After a devastating earthquake, the city of Christchurch required humanitarian aid and disaster relief logistics.
On Tuesday 22 February 2011 Christchurch city was torn apart by its second major earthquake in six months. More than 180 people were killed, 10,000 homes became uninhabitable and much of the city centre was damaged beyond repair.
Toll has a significant business presence and many employees living in Christchurch.
Immediately after the quake, we identified three priority areas where we could help by providing logistics support - fuel, chemical toilets and fresh water.
Fuel supply was threatened by damage but essential for the vehicles and equipment needed to deliver much-needed emergency services.
Portable chemical toilets were required because of widespread damage to the city’s sewage system. Civil Defence estimated that between 40,000 and 60,000 portable toilets would be needed to ensure there wasn’t a major health and hygiene problem.
At first the focus on fresh water supply was securing supplies of bottled water. Then there was a major exercise to have two large desalination plants flown to Christchurch from Australia aboard RAAF C17 Globemasters, and installed at the nearby seaside township of Brighton.
A chain of local filling stations was established in areas of the city where no water supply was available, and water was trucked in from the Ashburton District Council supplies and from Blenheim.
The procurement of chemical toilets involved the creation of a global supply chain operation drawing on manufacturers and suppliers in China, the Netherlands, the US and Australia, as well as existing stocks in New Zealand.

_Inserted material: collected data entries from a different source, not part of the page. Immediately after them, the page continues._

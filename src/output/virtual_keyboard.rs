use crate::chord::{KeyStroke, OutputEvent};
use evdev::uinput::{VirtualDevice, VirtualDeviceBuilder};
use evdev::{AttributeSet, EventType, InputEvent, Key};
use std::io;
use std::time::Duration;
use tracing::{debug, info};

const KEY_RELEASE: i32 = 0;
const KEY_PRESS: i32 = 1;

#[derive(Debug, thiserror::Error)]
pub enum OutputError {
    #[error("Failed to create virtual keyboard: {0}")]
    Create(#[source] io::Error),

    #[error("Failed to emit {key:?}: {source}")]
    Emit {
        key: Key,
        #[source]
        source: io::Error,
    },
}

/// Something keys can be pressed on
pub trait KeySink: Send + 'static {
    fn press(&mut self, key: Key) -> Result<(), OutputError>;
    fn release(&mut self, key: Key) -> Result<(), OutputError>;
}

/// uinput keyboard advertising a fixed set of keys
pub struct UinputKeyboard {
    device: VirtualDevice,
}

impl UinputKeyboard {
    pub fn create(name: &str, keys: &[Key]) -> Result<Self, OutputError> {
        let mut supported = AttributeSet::<Key>::new();
        for key in keys {
            supported.insert(*key);
        }

        let device = VirtualDeviceBuilder::new()
            .map_err(OutputError::Create)?
            .name(name)
            .with_keys(&supported)
            .map_err(OutputError::Create)?
            .build()
            .map_err(OutputError::Create)?;

        info!("Created virtual keyboard '{}' with {} keys", name, keys.len());
        Ok(Self { device })
    }

    fn emit(&mut self, key: Key, value: i32) -> Result<(), OutputError> {
        self.device
            .emit(&[InputEvent::new(EventType::KEY, key.code(), value)])
            .map_err(|source| OutputError::Emit { key, source })
    }
}

impl KeySink for UinputKeyboard {
    fn press(&mut self, key: Key) -> Result<(), OutputError> {
        self.emit(key, KEY_PRESS)
    }

    fn release(&mut self, key: Key) -> Result<(), OutputError> {
        self.emit(key, KEY_RELEASE)
    }
}

/// Plays `event` on `sink`, pausing `settle` between each leaf press and release
pub async fn render<K: KeySink + ?Sized>(
    sink: &mut K,
    event: &OutputEvent,
    settle: Duration,
) -> Result<(), OutputError> {
    debug!("Rendering {}", event);
    for stroke in event.keystrokes() {
        match stroke {
            KeyStroke::Press(key) => sink.press(key)?,
            KeyStroke::Settle => tokio::time::sleep(settle).await,
            KeyStroke::Release(key) => sink.release(key)?,
        }
    }
    Ok(())
}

A series of chartered Boeing 747 freighter flights, involving Air China, Malaysia Air, Cathay Pacific and Southern Air as well as sea shipments into the ports at Nelson and Lyttelton, were arranged to achieve delivery into the country.

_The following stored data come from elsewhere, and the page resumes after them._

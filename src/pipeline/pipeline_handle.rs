//! Wiring of the three pipeline stages
//!
//! ```text
//! ButtonSource ──► read ──► transform ──► output ──► KeySink
//!                  (events)  (models)     (chords)
//! ```
//!
//! Stages are joined by capacity-1 channels so a slow keyboard stalls the
//! reader instead of queueing chords, and share one cancellation scope.

use crate::chord::{ChordInputMapping, ChordMachine, ChordOutputMapping};
use crate::controller::{ButtonSource, SourceError};
use crate::output::{KeySink, OutputError};
use crate::pipeline::{
    run_output_stage, run_read_stage, run_transform_stage, ErrorSlot, StageError,
};
use std::sync::Arc;
use std::time::Duration;
use tokio::sync::mpsc;
use tokio::task::JoinError;
use tokio_util::sync::CancellationToken;
use tracing::{debug, error, info};

#[derive(Debug, thiserror::Error)]
pub enum PipelineError {
    /// The input device failed or went away. Worth a restart.
    #[error("Input source failed: {0}")]
    Source(#[source] SourceError),

    #[error("Output sink failed: {0}")]
    Output(#[source] OutputError),

    #[error("{stage} stage panicked: {source}")]
    StagePanicked {
        stage: &'static str,
        #[source]
        source: JoinError,
    },
}

impl PipelineError {
    pub fn is_fatal(&self) -> bool {
        !matches!(self, PipelineError::Source(_))
    }
}

/// A configured pipeline, runnable once per acquired device
#[derive(Clone, Debug)]
pub struct ChordPipeline {
    input: ChordInputMapping,
    output: Arc<ChordOutputMapping>,
    settle_delay: Duration,
}

impl ChordPipeline {
    pub fn new(
        input: ChordInputMapping,
        output: ChordOutputMapping,
        settle_delay: Duration,
    ) -> Self {
        Self {
            input,
            output: Arc::new(output),
            settle_delay,
        }
    }

    pub fn output_mapping(&self) -> &ChordOutputMapping {
        &self.output
    }

    /// Runs until `shutdown` fires or a stage fails
    ///
    /// Ending by cancellation is `Ok`. Every run starts from an idle chord
    /// model and closes `source` before returning.
    pub async fn run<S, K>(
        &self,
        source: S,
        sink: K,
        shutdown: &CancellationToken,
    ) -> Result<(), PipelineError>
    where
        S: ButtonSource,
        K: KeySink,
    {
        let scope = shutdown.child_token();
        let (event_sender, event_receiver) = mpsc::channel(1);
        let (model_sender, model_receiver) = mpsc::channel(1);

        let read_slot = ErrorSlot::new("read");
        let transform_slot = ErrorSlot::new("transform");
        let output_slot = ErrorSlot::new("output");

        info!("Starting chord pipeline");

        let read = tokio::spawn(run_read_stage(
            source,
            event_sender,
            scope.clone(),
            read_slot.clone(),
        ));
        let transform = tokio::spawn(run_transform_stage(
            ChordMachine::new(self.input.clone()),
            event_receiver,
            model_sender,
            scope.clone(),
            read_slot.clone(),
            transform_slot.clone(),
        ));
        let output = tokio::spawn(run_output_stage(
            sink,
            self.output.clone(),
            self.settle_delay,
            model_receiver,
            scope.clone(),
            transform_slot.clone(),
            output_slot.clone(),
        ));

        let (read, transform, output) = tokio::join!(read, transform, output);

        for (stage, joined) in [("read", read), ("transform", transform), ("output", output)] {
            if let Err(source) = joined {
                error!("{} stage did not finish cleanly: {}", stage, source);
                return Err(PipelineError::StagePanicked { stage, source });
            }
        }

        let read_outcome = read_slot.take();
        drop(transform_slot);
        let output_outcome = output_slot.take();
        debug!(
            "Pipeline stopped, read: {:?}, output: {:?}",
            read_outcome, output_outcome
        );

        if let Some(StageError::Output(e)) = output_outcome {
            return Err(PipelineError::Output(e));
        }
        if let Some(StageError::Source(e)) = read_outcome {
            return Err(PipelineError::Source(e));
        }

        info!("Chord pipeline stopped");
        Ok(())
    }
}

Groups of Toll staff from other parts of the country relocated to Christchurch to help relieve the pressure.
Arrangements were also made to ensure that the services of a professionally qualified team of stress management counsellors from SEED, a specialist consultancy, were available on a confidential on-call basis.
Toll managed to keep the flow of fuel, fresh water and hygiene facilities at a tolerable level for the emergency relief operations and townsfolk.

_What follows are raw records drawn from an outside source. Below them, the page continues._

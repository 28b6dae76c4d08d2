use chordpad::chord::{Chord, ChordInputMapping, ChordOutputMapping, Modifier, OutputEvent};
use chordpad::controller::{Button, ButtonEvent, ButtonSource, SourceError};
use chordpad::output::{KeySink, OutputError};
use chordpad::pipeline::{ChordPipeline, PipelineError};
use evdev::Key;
use std::collections::VecDeque;
use std::io;
use std::sync::atomic::{AtomicBool, Ordering};
use std::sync::{Arc, Mutex};
use std::time::Duration;
use tokio_util::sync::CancellationToken;

/// Plays a fixed script, then either fails or waits forever
struct ScriptedSource {
    script: VecDeque<Result<ButtonEvent, SourceError>>,
    fail_at_end: bool,
    closed: Arc<AtomicBool>,
}

impl ScriptedSource {
    fn new(events: Vec<ButtonEvent>) -> (Self, Arc<AtomicBool>) {
        let closed = Arc::new(AtomicBool::new(false));
        let source = Self {
            script: events.into_iter().map(Ok).collect(),
            fail_at_end: false,
            closed: closed.clone(),
        };
        (source, closed)
    }

    fn failing_after(events: Vec<ButtonEvent>) -> Self {
        let (mut source, _) = Self::new(events);
        source.fail_at_end = true;
        source
    }

    fn with_unbound(mut self, index: usize) -> Self {
        self.script.insert(
            index,
            Err(SourceError::UnboundInput("KEY_VOLUMEUP".to_string())),
        );
        self
    }
}

impl ButtonSource for ScriptedSource {
    async fn read_event(&mut self) -> Result<ButtonEvent, SourceError> {
        if self.closed.load(Ordering::SeqCst) {
            return Err(SourceError::Closed);
        }
        if let Some(next) = self.script.pop_front() {
            return next;
        }
        if self.fail_at_end {
            return Err(SourceError::Io(io::Error::new(
                io::ErrorKind::UnexpectedEof,
                "device unplugged",
            )));
        }
        std::future::pending().await
    }

    fn close(&mut self) {
        self.closed.store(true, Ordering::SeqCst);
    }
}

#[derive(Clone, Debug, PartialEq, Eq)]
enum Stroke {
    Press(Key),
    Release(Key),
}

#[derive(Clone, Default)]
struct RecordingSink {
    log: Arc<Mutex<Vec<Stroke>>>,
    fail: bool,
}

impl RecordingSink {
    fn failing() -> Self {
        Self {
            fail: true,
            ..Default::default()
        }
    }

    fn strokes(&self) -> Vec<Stroke> {
        self.log.lock().unwrap().clone()
    }

    async fn wait_for(&self, count: usize) {
        tokio::time::timeout(Duration::from_secs(5), async {
            while self.log.lock().unwrap().len() < count {
                tokio::time::sleep(Duration::from_millis(1)).await;
            }
        })
        .await
        .expect("sink did not receive enough strokes");
    }
}

impl KeySink for RecordingSink {
    fn press(&mut self, key: Key) -> Result<(), OutputError> {
        if self.fail {
            return Err(OutputError::Emit {
                key,
                source: io::Error::other("uinput gone"),
            });
        }
        self.log.lock().unwrap().push(Stroke::Press(key));
        Ok(())
    }

    fn release(&mut self, key: Key) -> Result<(), OutputError> {
        self.log.lock().unwrap().push(Stroke::Release(key));
        Ok(())
    }
}

fn bit(index: u8) -> Chord {
    Chord::bit(index).unwrap()
}

fn typed(key: Key) -> [Stroke; 2] {
    [Stroke::Press(key), Stroke::Release(key)]
}

/// A = bit 0, B = bit 1, LeftTrigger = bit 2 (Ctrl)
fn pipeline() -> ChordPipeline {
    let input = ChordInputMapping::new([
        (Button::South, bit(0)),
        (Button::East, bit(1)),
        (Button::LeftTrigger, bit(2)),
    ])
    .unwrap();

    let mut output = ChordOutputMapping::new(vec![Modifier {
        bit: bit(2),
        key: Key::KEY_RIGHTCTRL,
    }])
    .unwrap();
    output
        .bind(bit(0) | bit(1), OutputEvent::Press(Key::KEY_Q))
        .unwrap();
    output.bind(bit(0), OutputEvent::Press(Key::KEY_E)).unwrap();
    output.bind(bit(1), OutputEvent::Press(Key::KEY_T)).unwrap();

    ChordPipeline::new(input, output, Duration::ZERO)
}

fn tap(button: Button) -> [ButtonEvent; 2] {
    [ButtonEvent::down(button), ButtonEvent::up(button)]
}

#[tokio::test]
async fn test_rolled_chord_types_once() {
    let (source, closed) = ScriptedSource::new(vec![
        ButtonEvent::down(Button::South),
        ButtonEvent::down(Button::East),
        ButtonEvent::up(Button::South),
        ButtonEvent::up(Button::East),
    ]);
    let sink = RecordingSink::default();
    let shutdown = CancellationToken::new();
    let pipeline = pipeline();

    let run = {
        let sink = sink.clone();
        let shutdown = shutdown.clone();
        tokio::spawn(async move { pipeline.run(source, sink, &shutdown).await })
    };

    sink.wait_for(2).await;
    shutdown.cancel();
    run.await.unwrap().unwrap();

    assert_eq!(sink.strokes(), typed(Key::KEY_Q).to_vec());
    assert!(closed.load(Ordering::SeqCst));
}

#[tokio::test]
async fn test_chords_are_typed_in_order() {
    let mut events = Vec::new();
    events.extend(tap(Button::East));
    events.extend(tap(Button::South));
    events.extend(tap(Button::East));
    let (source, _) = ScriptedSource::new(events);
    let sink = RecordingSink::default();
    let shutdown = CancellationToken::new();
    let pipeline = pipeline();

    let run = {
        let sink = sink.clone();
        let shutdown = shutdown.clone();
        tokio::spawn(async move { pipeline.run(source, sink, &shutdown).await })
    };

    sink.wait_for(6).await;
    shutdown.cancel();
    run.await.unwrap().unwrap();

    let expected: Vec<Stroke> = [Key::KEY_T, Key::KEY_E, Key::KEY_T]
        .into_iter()
        .flat_map(typed)
        .collect();
    assert_eq!(sink.strokes(), expected);
}

#[tokio::test]
async fn test_modifier_wraps_chord() {
    let (source, _) = ScriptedSource::new(vec![
        ButtonEvent::down(Button::LeftTrigger),
        ButtonEvent::down(Button::South),
        ButtonEvent::down(Button::East),
        ButtonEvent::up(Button::East),
        ButtonEvent::up(Button::South),
        ButtonEvent::up(Button::LeftTrigger),
    ]);
    let sink = RecordingSink::default();
    let shutdown = CancellationToken::new();
    let pipeline = pipeline();

    let run = {
        let sink = sink.clone();
        let shutdown = shutdown.clone();
        tokio::spawn(async move { pipeline.run(source, sink, &shutdown).await })
    };

    sink.wait_for(4).await;
    shutdown.cancel();
    run.await.unwrap().unwrap();

    assert_eq!(
        sink.strokes(),
        vec![
            Stroke::Press(Key::KEY_RIGHTCTRL),
            Stroke::Press(Key::KEY_Q),
            Stroke::Release(Key::KEY_Q),
            Stroke::Release(Key::KEY_RIGHTCTRL),
        ]
    );
}

#[tokio::test]
async fn test_unbound_input_and_chords_are_skipped() {
    let mut events = Vec::new();
    // Ctrl alone resolves to nothing
    events.extend(tap(Button::LeftTrigger));
    events.extend(tap(Button::South));
    let (source, _) = ScriptedSource::new(events);
    let source = source.with_unbound(1);
    let sink = RecordingSink::default();
    let shutdown = CancellationToken::new();
    let pipeline = pipeline();

    let run = {
        let sink = sink.clone();
        let shutdown = shutdown.clone();
        tokio::spawn(async move { pipeline.run(source, sink, &shutdown).await })
    };

    sink.wait_for(2).await;
    shutdown.cancel();
    run.await.unwrap().unwrap();

    assert_eq!(sink.strokes(), typed(Key::KEY_E).to_vec());
}

#[tokio::test]
async fn test_source_error_is_reported_as_source_failure() {
    let mut events = Vec::new();
    events.extend(tap(Button::South));
    let source = ScriptedSource::failing_after(events);
    let sink = RecordingSink::default();
    let shutdown = CancellationToken::new();

    let result = tokio::time::timeout(
        Duration::from_secs(5),
        pipeline().run(source, sink.clone(), &shutdown),
    )
    .await
    .expect("pipeline did not stop");

    match result {
        Err(e @ PipelineError::Source(SourceError::Io(_))) => assert!(!e.is_fatal()),
        other => panic!("expected a source failure, got {:?}", other),
    }
    assert!(!shutdown.is_cancelled());
}

#[tokio::test]
async fn test_sink_failure_is_reported_as_output_failure() {
    let (source, closed) = ScriptedSource::new(tap(Button::South).to_vec());
    let shutdown = CancellationToken::new();

    let result = tokio::time::timeout(
        Duration::from_secs(5),
        pipeline().run(source, RecordingSink::failing(), &shutdown),
    )
    .await
    .expect("pipeline did not stop");

    match result {
        Err(e @ PipelineError::Output(OutputError::Emit { .. })) => assert!(e.is_fatal()),
        other => panic!("expected an output failure, got {:?}", other),
    }
    assert!(closed.load(Ordering::SeqCst));
}

#[tokio::test]
async fn test_cancellation_ends_run_cleanly() {
    let (source, closed) = ScriptedSource::new(Vec::new());
    let shutdown = CancellationToken::new();
    shutdown.cancel();

    let result = pipeline()
        .run(source, RecordingSink::default(), &shutdown)
        .await;

    assert!(result.is_ok());
    assert!(closed.load(Ordering::SeqCst));
}

#[tokio::test]
async fn test_pipeline_can_run_again_after_cancellation() {
    let pipeline = pipeline();

    let first = CancellationToken::new();
    first.cancel();
    let (source, _) = ScriptedSource::new(Vec::new());
    pipeline
        .run(source, RecordingSink::default(), &first)
        .await
        .unwrap();

    let (source, _) = ScriptedSource::new(tap(Button::East).to_vec());
    let sink = RecordingSink::default();
    let second = CancellationToken::new();
    let run = {
        let sink = sink.clone();
        let second = second.clone();
        let pipeline = pipeline.clone();
        tokio::spawn(async move { pipeline.run(source, sink, &second).await })
    };

    sink.wait_for(2).await;
    second.cancel();
    run.await.unwrap().unwrap();
    assert_eq!(sink.strokes(), typed(Key::KEY_T).to_vec());
}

At the main Christchurch depot, Toll established a water filling station and a small home tanker operation to ensure the local team, their families and key customers had access to water as well as showering and washing facilities.
The Toll depot became a major relief hub. Up to three operational shifts a day was normal during the period of peak demand.
A special seismic monitoring system from Calgary, Canada, and 14 suction trucks and pumps from Australia were also sourced and delivered by the global supply chain to help the relief operation.